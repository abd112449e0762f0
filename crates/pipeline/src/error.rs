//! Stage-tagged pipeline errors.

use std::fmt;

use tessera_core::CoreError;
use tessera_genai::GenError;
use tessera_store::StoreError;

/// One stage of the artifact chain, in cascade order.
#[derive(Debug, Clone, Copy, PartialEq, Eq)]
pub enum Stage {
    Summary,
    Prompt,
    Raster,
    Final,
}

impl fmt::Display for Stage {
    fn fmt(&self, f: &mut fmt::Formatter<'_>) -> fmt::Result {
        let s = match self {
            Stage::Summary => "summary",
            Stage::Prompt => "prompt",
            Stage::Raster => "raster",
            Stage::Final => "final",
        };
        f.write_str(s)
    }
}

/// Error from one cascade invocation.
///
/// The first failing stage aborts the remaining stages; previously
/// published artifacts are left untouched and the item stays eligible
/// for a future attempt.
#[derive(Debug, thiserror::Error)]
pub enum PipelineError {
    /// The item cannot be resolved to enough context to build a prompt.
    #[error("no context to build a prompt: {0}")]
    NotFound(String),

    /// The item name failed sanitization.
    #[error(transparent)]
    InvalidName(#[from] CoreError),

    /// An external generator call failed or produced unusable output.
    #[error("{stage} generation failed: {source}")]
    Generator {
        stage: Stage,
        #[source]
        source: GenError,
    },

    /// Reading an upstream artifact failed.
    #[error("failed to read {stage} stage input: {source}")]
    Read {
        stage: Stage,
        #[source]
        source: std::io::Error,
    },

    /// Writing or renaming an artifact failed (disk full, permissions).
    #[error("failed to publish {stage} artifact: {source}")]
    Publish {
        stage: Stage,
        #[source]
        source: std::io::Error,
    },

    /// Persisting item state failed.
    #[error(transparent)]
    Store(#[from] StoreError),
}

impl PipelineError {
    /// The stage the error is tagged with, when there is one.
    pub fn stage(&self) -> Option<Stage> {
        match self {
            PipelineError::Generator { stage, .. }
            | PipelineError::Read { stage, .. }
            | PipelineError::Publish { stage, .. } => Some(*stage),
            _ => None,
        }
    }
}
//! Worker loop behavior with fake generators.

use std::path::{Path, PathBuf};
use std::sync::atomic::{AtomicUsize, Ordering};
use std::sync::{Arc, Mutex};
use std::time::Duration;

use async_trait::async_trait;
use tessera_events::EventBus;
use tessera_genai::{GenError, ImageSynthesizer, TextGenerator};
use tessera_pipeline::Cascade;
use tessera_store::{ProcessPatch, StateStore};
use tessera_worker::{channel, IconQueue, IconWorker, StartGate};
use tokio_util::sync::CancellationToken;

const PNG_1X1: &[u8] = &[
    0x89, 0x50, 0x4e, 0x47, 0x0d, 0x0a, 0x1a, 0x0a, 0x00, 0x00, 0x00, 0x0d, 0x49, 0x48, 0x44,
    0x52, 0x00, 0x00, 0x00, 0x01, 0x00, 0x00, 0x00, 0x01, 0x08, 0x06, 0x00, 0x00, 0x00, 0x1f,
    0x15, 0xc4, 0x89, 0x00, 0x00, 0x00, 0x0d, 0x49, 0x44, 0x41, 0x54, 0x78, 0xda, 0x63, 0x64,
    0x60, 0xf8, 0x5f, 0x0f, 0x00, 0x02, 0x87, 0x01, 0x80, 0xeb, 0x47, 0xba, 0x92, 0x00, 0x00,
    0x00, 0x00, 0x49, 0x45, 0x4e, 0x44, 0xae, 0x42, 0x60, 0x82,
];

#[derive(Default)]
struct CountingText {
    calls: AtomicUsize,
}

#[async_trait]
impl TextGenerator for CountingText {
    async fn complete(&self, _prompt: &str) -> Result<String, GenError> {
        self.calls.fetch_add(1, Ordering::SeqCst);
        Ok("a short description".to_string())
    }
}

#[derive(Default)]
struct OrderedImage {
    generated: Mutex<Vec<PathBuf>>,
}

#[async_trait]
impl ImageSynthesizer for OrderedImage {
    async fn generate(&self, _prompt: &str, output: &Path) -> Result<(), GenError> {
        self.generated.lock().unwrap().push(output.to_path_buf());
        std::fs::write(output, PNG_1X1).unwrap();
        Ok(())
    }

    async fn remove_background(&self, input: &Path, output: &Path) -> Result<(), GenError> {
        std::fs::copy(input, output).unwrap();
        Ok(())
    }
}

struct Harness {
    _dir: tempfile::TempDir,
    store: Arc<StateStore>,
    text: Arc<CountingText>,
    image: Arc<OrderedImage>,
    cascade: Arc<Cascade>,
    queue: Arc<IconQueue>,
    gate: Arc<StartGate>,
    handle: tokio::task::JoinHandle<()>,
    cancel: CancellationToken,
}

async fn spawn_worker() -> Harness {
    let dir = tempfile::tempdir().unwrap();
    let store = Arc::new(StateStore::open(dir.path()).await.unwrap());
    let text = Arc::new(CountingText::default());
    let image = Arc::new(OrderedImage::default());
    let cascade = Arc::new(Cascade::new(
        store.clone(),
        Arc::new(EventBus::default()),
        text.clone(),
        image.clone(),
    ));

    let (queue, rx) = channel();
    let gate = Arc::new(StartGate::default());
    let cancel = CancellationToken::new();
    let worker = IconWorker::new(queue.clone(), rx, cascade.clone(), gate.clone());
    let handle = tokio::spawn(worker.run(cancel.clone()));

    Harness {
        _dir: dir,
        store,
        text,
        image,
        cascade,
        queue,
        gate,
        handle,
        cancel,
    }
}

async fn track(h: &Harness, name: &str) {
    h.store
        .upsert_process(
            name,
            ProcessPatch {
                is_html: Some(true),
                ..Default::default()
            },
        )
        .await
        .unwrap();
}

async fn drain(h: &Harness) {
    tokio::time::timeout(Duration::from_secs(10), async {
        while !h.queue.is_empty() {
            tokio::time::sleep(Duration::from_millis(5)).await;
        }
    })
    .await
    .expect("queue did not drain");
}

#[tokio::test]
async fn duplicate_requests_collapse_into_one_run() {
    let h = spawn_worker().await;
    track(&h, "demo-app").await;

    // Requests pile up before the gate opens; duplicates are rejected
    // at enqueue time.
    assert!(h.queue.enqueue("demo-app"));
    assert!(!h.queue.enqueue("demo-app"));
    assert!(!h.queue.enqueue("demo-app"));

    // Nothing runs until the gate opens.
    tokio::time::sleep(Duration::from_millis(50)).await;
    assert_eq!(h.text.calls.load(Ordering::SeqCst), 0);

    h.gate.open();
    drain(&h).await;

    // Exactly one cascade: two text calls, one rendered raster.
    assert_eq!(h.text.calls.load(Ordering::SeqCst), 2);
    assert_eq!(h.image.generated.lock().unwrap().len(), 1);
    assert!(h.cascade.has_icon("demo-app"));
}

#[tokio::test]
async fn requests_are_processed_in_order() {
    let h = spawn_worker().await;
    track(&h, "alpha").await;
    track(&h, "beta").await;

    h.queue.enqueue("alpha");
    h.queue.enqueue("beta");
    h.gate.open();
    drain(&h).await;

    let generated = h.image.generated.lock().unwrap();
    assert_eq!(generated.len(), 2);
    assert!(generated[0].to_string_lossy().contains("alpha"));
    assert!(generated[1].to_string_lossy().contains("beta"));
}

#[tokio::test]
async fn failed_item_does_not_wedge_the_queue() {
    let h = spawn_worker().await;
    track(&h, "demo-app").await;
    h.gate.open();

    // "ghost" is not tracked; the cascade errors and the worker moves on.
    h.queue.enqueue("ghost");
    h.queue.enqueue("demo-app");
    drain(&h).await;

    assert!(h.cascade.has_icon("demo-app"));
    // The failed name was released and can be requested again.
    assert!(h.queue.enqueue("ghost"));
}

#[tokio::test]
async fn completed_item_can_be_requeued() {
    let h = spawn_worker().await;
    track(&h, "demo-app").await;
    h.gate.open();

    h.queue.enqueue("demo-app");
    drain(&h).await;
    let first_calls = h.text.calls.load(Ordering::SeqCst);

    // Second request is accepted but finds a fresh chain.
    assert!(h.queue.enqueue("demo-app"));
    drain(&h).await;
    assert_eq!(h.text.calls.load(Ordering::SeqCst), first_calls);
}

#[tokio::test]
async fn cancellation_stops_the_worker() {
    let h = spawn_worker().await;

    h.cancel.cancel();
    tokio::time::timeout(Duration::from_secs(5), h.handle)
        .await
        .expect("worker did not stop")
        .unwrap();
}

------------------------------

PROBLEM TO WORK ON:
Filter the data for the string "generated". Copy each matching line.

ANSWER BOX:
    generated: Mutex<Vec<PathBuf>>,
        self.generated.lock().unwrap().push(output.to_path_buf());
    assert_eq!(h.image.generated.lock().unwrap().len(), 1);
    let generated = h.image.generated.lock().unwrap();
    assert_eq!(generated.len(), 2);
    assert!(generated[0].to_string_lossy().contains("alpha"));
    assert!(generated[1].to_string_lossy().contains("beta"));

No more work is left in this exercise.